START Available records
//! Queue REST routes — HTTP mirror of the controller operations.
//!
//! Mutations taken over HTTP push the new record to every connected view,
//! since an HTTP caller has no websocket channel to be excluded from.

use axum::extract::State;
use axum::http::StatusCode;
use axum::response::Json;

use crate::frame::Frame;
use crate::services::queue::{self, QueueError};
use crate::state::{AppState, QueuePatch, QueueState};

/// `GET /api/queue` — current snapshot.
pub async fn get_queue(State(state): State<AppState>) -> Json<QueueState> {
    Json(state.queue.read().await.clone())
}

/// `PATCH /api/queue` — apply a merge patch.
pub async fn patch_queue(
    State(state): State<AppState>,
    Json(patch): Json<QueuePatch>,
) -> Result<Json<QueueState>, StatusCode> {
    let snapshot = queue::apply_patch(&state, &patch)
        .await
        .map_err(|e| queue_error_to_status(&e))?;
    notify_views(&state, &snapshot).await;
    Ok(Json(snapshot))
}

/// `POST /api/queue/advance` — call the next number.
pub async fn advance_queue(State(state): State<AppState>) -> Result<Json<QueueState>, StatusCode> {
    let snapshot = queue::advance(&state)
        .await
        .map_err(|e| queue_error_to_status(&e))?;
    notify_views(&state, &snapshot).await;
    Ok(Json(snapshot))
}

/// `POST /api/queue/rewind` — step back one number, clamped at zero.
pub async fn rewind_queue(State(state): State<AppState>) -> Result<Json<QueueState>, StatusCode> {
    let snapshot = queue::rewind(&state)
        .await
        .map_err(|e| queue_error_to_status(&e))?;
    notify_views(&state, &snapshot).await;
    Ok(Json(snapshot))
}

async fn notify_views(state: &AppState, snapshot: &QueueState) {
    let frame = Frame::request("queue:update", queue::snapshot_data(snapshot));
    queue::broadcast(state, &frame, None).await;
}

fn queue_error_to_status(err: &QueueError) -> StatusCode {
    // Every controller failure today is a storage-side fault.
    tracing::error!(error = %err, "queue mutation failed");
    StatusCode::INTERNAL_SERVER_ERROR
}

#[cfg(test)]
#[path = "queue_test.rs"]
mod tests;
END Available records
### Problem requirements:
Return every line of the data unchanged.

### Exercise response:
//! Queue REST routes — HTTP mirror of the controller operations.
//!
//! Mutations taken over HTTP push the new record to every connected view,
//! since an HTTP caller has no websocket channel to be excluded from.

use axum::extract::State;
use axum::http::StatusCode;
use axum::response::Json;

use crate::frame::Frame;
use crate::services::queue::{self, QueueError};
use crate::state::{AppState, QueuePatch, QueueState};

/// `GET /api/queue` — current snapshot.
pub async fn get_queue(State(state): State<AppState>) -> Json<QueueState> {
    Json(state.queue.read().await.clone())
}

/// `PATCH /api/queue` — apply a merge patch.
pub async fn patch_queue(
    State(state): State<AppState>,
    Json(patch): Json<QueuePatch>,
) -> Result<Json<QueueState>, StatusCode> {
    let snapshot = queue::apply_patch(&state, &patch)
        .await
        .map_err(|e| queue_error_to_status(&e))?;
    notify_views(&state, &snapshot).await;
    Ok(Json(snapshot))
}

/// `POST /api/queue/advance` — call the next number.
pub async fn advance_queue(State(state): State<AppState>) -> Result<Json<QueueState>, StatusCode> {
    let snapshot = queue::advance(&state)
        .await
        .map_err(|e| queue_error_to_status(&e))?;
    notify_views(&state, &snapshot).await;
    Ok(Json(snapshot))
}

/// `POST /api/queue/rewind` — step back one number, clamped at zero.
pub async fn rewind_queue(State(state): State<AppState>) -> Result<Json<QueueState>, StatusCode> {
    let snapshot = queue::rewind(&state)
        .await
        .map_err(|e| queue_error_to_status(&e))?;
    notify_views(&state, &snapshot).await;
    Ok(Json(snapshot))
}

async fn notify_views(state: &AppState, snapshot: &QueueState) {
    let frame = Frame::request("queue:update", queue::snapshot_data(snapshot));
    queue::broadcast(state, &frame, None).await;
}

fn queue_error_to_status(err: &QueueError) -> StatusCode {
    // Every controller failure today is a storage-side fault.
    tracing::error!(error = %err, "queue mutation failed");
    StatusCode::INTERNAL_SERVER_ERROR
}

#[cfg(test)]
#[path = "queue_test.rs"]
mod tests;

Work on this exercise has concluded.